Shared reproducibly with dput:

songs = structure(list(song_1 = c("AL", "AL", "AI", "AH", "BK", "CD", 
"CE", "BT", "BP", "BD", "BI", "AL"), song_2 = c("AL", "AL", "AI", 
"AH", "BK", "AU", "BK", "CD", "V", "CE", "CE"), song_3 = c("AL", 
"AL", "AI", "AH", "AU", "BK", "BQ")), .Names = c("song_1", "song_2", 
"song_3"))

You can de-dupe adjacent elements in a single list item similarly to the data frame method you have in your question.

with(songs, song_1[song_1[-1] != song_1[-length(song_1)]])
# [1] "AL" "AI" "AH" "BK" "CD" "CE" "BT" "BP" "BD" "BI"

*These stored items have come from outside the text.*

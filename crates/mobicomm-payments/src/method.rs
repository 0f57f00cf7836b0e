//! Payment Methods
//!
//! The method tabs of the payment screen: card, UPI (with an app
//! sub-selection) and net banking (with a bank sub-selection).

use serde::{Deserialize, Serialize};

/// A chosen payment method
#[derive(Clone, Debug, PartialEq, Eq, Serialize, Deserialize)]
#[serde(rename_all = "lowercase")]
pub enum PaymentMethod {
    Card,
    Upi { app: Option<String> },
    NetBanking { bank: Option<String> },
}

impl PaymentMethod {
    /// Human-readable label, e.g. `UPI (GPay)` or `Net Banking (HDFC Bank)`
    pub fn label(&self) -> String {
        match self {
            PaymentMethod::Card => "Credit Card".into(),
            PaymentMethod::Upi { app: None } => "UPI".into(),
            PaymentMethod::Upi { app: Some(app) } => format!("UPI ({app})"),
            PaymentMethod::NetBanking { bank: None } => "Net Banking".into(),
            PaymentMethod::NetBanking { bank: Some(bank) } => format!("Net Banking ({bank})"),
        }
    }
}

impl std::fmt::Display for PaymentMethod {
    fn fmt(&self, f: &mut std::fmt::Formatter<'_>) -> std::fmt::Result {
        write!(f, "{}", self.label())
    }
}
//! Payment Screen
//!
//! Thin screen wrapper over the payment executor: surfaces the order
//! summary, runs the submission, and maps failures to screen
//! transitions. A missing prerequisite sends the user back to the screen
//! that produces it; a failed submission keeps them here for a retry.

use std::sync::Arc;

use rust_decimal::Decimal;

use mobicomm_core::{CheckoutState, PlanSelection, RechargeBackend, Result};
use mobicomm_payments::{PaymentError, PaymentExecutor, PaymentMethod, PaymentReceipt};

use crate::screen::{ProgressStep, Screen};

/// The order summary shown above the method tabs
#[derive(Clone, Debug)]
pub struct OrderSummary {
    pub mobile_display: String,
    pub selection: PlanSelection,
    pub total: Decimal,
    pub step: ProgressStep,
}

/// Outcome of pressing pay
#[derive(Debug)]
pub enum PaymentOutcome {
    /// Paid; move to the receipt
    Success(Box<PaymentReceipt>),

    /// A prerequisite is missing; go back to the screen that produces it
    Blocked { redirect: Screen, message: String },

    /// Submission failed; stay here, retry is user-initiated
    Failed { message: String },
}

/// The payment screen
pub struct PaymentScreen {
    executor: PaymentExecutor,
}

impl PaymentScreen {
    pub fn new(backend: Arc<dyn RechargeBackend>) -> Self {
        Self { executor: PaymentExecutor::new(backend) }
    }

    /// Build the order summary; fails closed if identity or selection is
    /// missing so the caller can redirect
    pub fn order_summary(&self, state: &CheckoutState) -> Result<OrderSummary> {
        let identity = state.identity()?;
        let selection = state.selection()?;
        let total = selection.amount()?;
        Ok(OrderSummary {
            mobile_display: identity.mobile.display(),
            selection,
            total,
            step: ProgressStep::Pay,
        })
    }

    /// Submit the payment with the chosen method
    pub async fn pay(&self, state: &CheckoutState, method: &PaymentMethod) -> PaymentOutcome {
        match self.executor.submit(state, method).await {
            Ok(receipt) => PaymentOutcome::Success(Box::new(receipt)),
            Err(err @ PaymentError::MissingState { key }) => PaymentOutcome::Blocked {
                redirect: Screen::producer_of(key),
                message: err.user_message(),
            },
            Err(err @ PaymentError::Auth(_)) => PaymentOutcome::Blocked {
                redirect: Screen::IdentityGate,
                message: err.user_message(),
            },
            Err(err) => PaymentOutcome::Failed { message: err.user_message() },
        }
    }

    /// Ask for an invoice email; validates the address, remembers it for
    /// the next visit, and fires the send as a detached task
    pub fn request_invoice(
        &self,
        state: &CheckoutState,
        receipt: &PaymentReceipt,
        email: &str,
    ) -> std::result::Result<tokio::task::JoinHandle<()>, PaymentError> {
        let request = PaymentExecutor::invoice_request(receipt, email)?;
        state.set_contact_email(&request.email);
        Ok(self.executor.send_invoice_detached(request))
    }
}
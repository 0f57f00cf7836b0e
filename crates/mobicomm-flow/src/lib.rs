//! # mobicomm-flow
//!
//! The MobiComm purchase flow as an explicit state machine.
//!
//! ## Flow
//!
//! ```text
//! ┌──────────┐   ┌──────────┐   ┌──────────┐   ┌──────────┐
//! │ Identity │──▶│ Catalog  │──▶│ Payment  │──▶│ Receipt  │
//! │   Gate   │   │ + Filter │   │          │   │ + Reset  │
//! └──────────┘   └──────────┘   └──────────┘   └────┬─────┘
//!      ▲              ▲                             │
//!      │              └─────────── reset ───────────┘
//!      └── auth / missing-state redirects
//! ```
//!
//! Each screen is a pure-ish async step over (checkout state, user
//! input, backend response); preconditions are checked against the
//! checkout channel and a missing prerequisite redirects to the screen
//! that produces it instead of proceeding with a fabricated default.

pub mod catalog;
pub mod filter;
pub mod identity_gate;
pub mod payment;
pub mod receipt;
pub mod screen;

pub use catalog::{Catalog, CatalogScreen, CategoryPane, PaneState};
pub use filter::PlanFilter;
pub use identity_gate::{GateOutcome, IdentityGate};
pub use payment::{OrderSummary, PaymentOutcome, PaymentScreen};
pub use receipt::{ReceiptScreen, ReceiptView};
pub use screen::{ProgressStep, Screen, Transition};

// Re-export what a front-end needs to drive the flow
pub use mobicomm_core::{CheckoutState, RechargeBackend};
pub use mobicomm_payments::PaymentMethod;

#[cfg(test)]
mod tests {
    //! End-to-end walk of the whole flow against the mock backend

    use std::sync::Arc;

    use rust_decimal_macros::dec;

    use mobicomm_core::{MockBackend, StateKey};

    use super::*;

    #[tokio::test]
    async fn test_full_recharge_scenario() {
        let backend = Arc::new(MockBackend::new());
        let state = CheckoutState::new();

        // identity gate admits a recognized subscriber
        let gate = IdentityGate::new(backend.clone());
        assert_eq!(gate.submit(&state, "9876543210").await, GateOutcome::Accepted);

        // catalog loads and the user picks plan 3
        let catalog_screen = CatalogScreen::new(backend.clone());
        let mut catalog = Catalog::empty();
        let epoch = catalog.begin_refresh();
        assert!(catalog.apply(epoch, catalog_screen.load().await.unwrap()));

        let (category, plan) = catalog
            .find_plan(3)
            .map(|(c, p)| (c.clone(), p.clone()))
            .expect("seeded plan");
        assert_eq!(plan.price, dec!(299));

        let transition = catalog_screen
            .select_plan(&state, "9876543210", &category, &plan)
            .unwrap();
        assert_eq!(transition, Transition::Forward(Screen::Payment));

        // checkout state now holds both identity and selection
        assert!(state.identity().is_ok());
        assert_eq!(state.selection().unwrap().plan_id, 3);

        // pay with UPI
        let payment_screen = PaymentScreen::new(backend.clone());
        let receipt = match payment_screen.pay(&state, &PaymentMethod::Upi { app: None }).await {
            PaymentOutcome::Success(receipt) => receipt,
            other => panic!("expected Success, got {other:?}"),
        };

        // the backend saw one well-formed create request
        let recharges = backend.recharges();
        assert_eq!(recharges.len(), 1);
        assert_eq!(recharges[0].mobile_number, "9876543210");
        assert_eq!(recharges[0].plan_id, 3);
        assert_eq!(recharges[0].amount, dec!(299));
        assert_eq!(recharges[0].payment_status, "Completed");
        assert!(recharges[0].payment_method.starts_with("UPI | TxnID: MBC"));

        // the receipt renders the same transaction
        let view = ReceiptScreen::view(&state).unwrap();
        assert_eq!(view.transaction_id, receipt.transaction_id);
        assert_eq!(view.price_label, "₹299");

        // after reset only identity and bookkeeping remain
        ReceiptScreen::acknowledge_and_reset(&state);
        assert_eq!(
            state.read_string(StateKey::MobileNumber).as_deref(),
            Some("9876543210")
        );
        assert_eq!(state.read(StateKey::PlanId), None);
        assert_eq!(state.read(StateKey::TransactionId), None);
        assert_eq!(
            state.read_string(StateKey::LastTransactionId).as_deref(),
            Some(receipt.transaction_id.as_str())
        );
    }

    #[tokio::test]
    async fn test_skipping_the_gate_bounces_payment_back() {
        let backend = Arc::new(MockBackend::new());
        let state = CheckoutState::new();

        // user lands straight on payment with nothing in the channel
        let payment_screen = PaymentScreen::new(backend.clone());
        match payment_screen.pay(&state, &PaymentMethod::Card).await {
            PaymentOutcome::Blocked { redirect, .. } => {
                assert_eq!(redirect, Screen::IdentityGate);
            }
            other => panic!("expected Blocked, got {other:?}"),
        }
        assert_eq!(backend.submit_calls(), 0);
    }
}
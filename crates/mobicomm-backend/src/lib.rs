//! # mobicomm-backend
//!
//! HTTP integration for the MobiComm recharge flow.
//!
//! ## Usage
//!
//! ```rust,ignore
//! use mobicomm_backend::{BackendConfig, HttpBackend};
//!
//! let backend = HttpBackend::new(BackendConfig::from_env())?;
//! let categories = backend.categories().await?;
//! ```

pub mod config;
pub mod http;

pub use config::BackendConfig;
pub use http::HttpBackend;

// Re-export core types for convenience
pub use mobicomm_core::{RechargeBackend, RechargeError, Result};
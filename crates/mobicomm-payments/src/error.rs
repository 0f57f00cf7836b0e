//! Payment Error Types

use thiserror::Error;

use mobicomm_core::{RechargeError, StateKey};

/// Result type alias
pub type Result<T> = std::result::Result<T, PaymentError>;

/// Payment-related errors
#[derive(Error, Debug)]
pub enum PaymentError {
    /// Required checkout state absent; submission is blocked before any
    /// network call is made
    #[error("Missing checkout state: {key}")]
    MissingState { key: StateKey },

    /// Malformed input (corrupted state, unparsable amount, bad email)
    #[error("Validation error: {0}")]
    Validation(String),

    /// Session token missing or rejected by the backend
    #[error("Authentication failed: {0}")]
    Auth(String),

    /// The recharge submission itself failed; state is left untouched so
    /// the user can retry
    #[error("Submission failed: {0}")]
    SubmissionFailed(String),
}

impl PaymentError {
    /// Check if pressing submit again could plausibly succeed
    pub fn is_retryable(&self) -> bool {
        matches!(self, PaymentError::SubmissionFailed(_))
    }

    /// Get user-friendly message
    pub fn user_message(&self) -> String {
        match self {
            PaymentError::MissingState { key } => {
                format!("Your session is missing {key}. Please go back and try again.")
            }
            PaymentError::Validation(msg) => msg.clone(),
            PaymentError::Auth(_) => "Your session has expired. Please verify your number again.".into(),
            PaymentError::SubmissionFailed(_) => {
                "An error occurred while processing your payment. Please try again.".into()
            }
        }
    }
}

impl From<RechargeError> for PaymentError {
    fn from(err: RechargeError) -> Self {
        match err {
            RechargeError::MissingState { key } => PaymentError::MissingState { key },
            RechargeError::Validation(msg) => PaymentError::Validation(msg),
            RechargeError::Auth(msg) => PaymentError::Auth(msg),
            other => PaymentError::SubmissionFailed(other.to_string()),
        }
    }
}

#[cfg(test)]
mod tests {
    use super::*;

    #[test]
    fn test_state_errors_map_through() {
        let err = PaymentError::from(RechargeError::MissingState { key: StateKey::PlanId });
        assert!(matches!(err, PaymentError::MissingState { key: StateKey::PlanId }));
        assert!(!err.is_retryable());
    }

    #[test]
    fn test_backend_errors_are_retryable_submissions() {
        let err = PaymentError::from(RechargeError::Backend {
            status: 502,
            message: "bad gateway".into(),
        });
        assert!(matches!(err, PaymentError::SubmissionFailed(_)));
        assert!(err.is_retryable());
    }
}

To do this to all items in the list, we use lapply with an anonymous function:

lapply(songs, function(s) s[s[-1] != s[-length(s)]])
# $song_1
# [1] "AL" "AI" "AH" "BK" "CD" "CE" "BT" "BP" "BD" "BI"
# 
# $song_2
# [1] "AL" "AI" "AH" "BK" "AU" "BK" "CD" "V" 
# 
# $song_3
# [1] "AL" "AI" "AH" "AU" "BK"

You can, of course, assign the results of lapply to a new object to to overwrite the existing object.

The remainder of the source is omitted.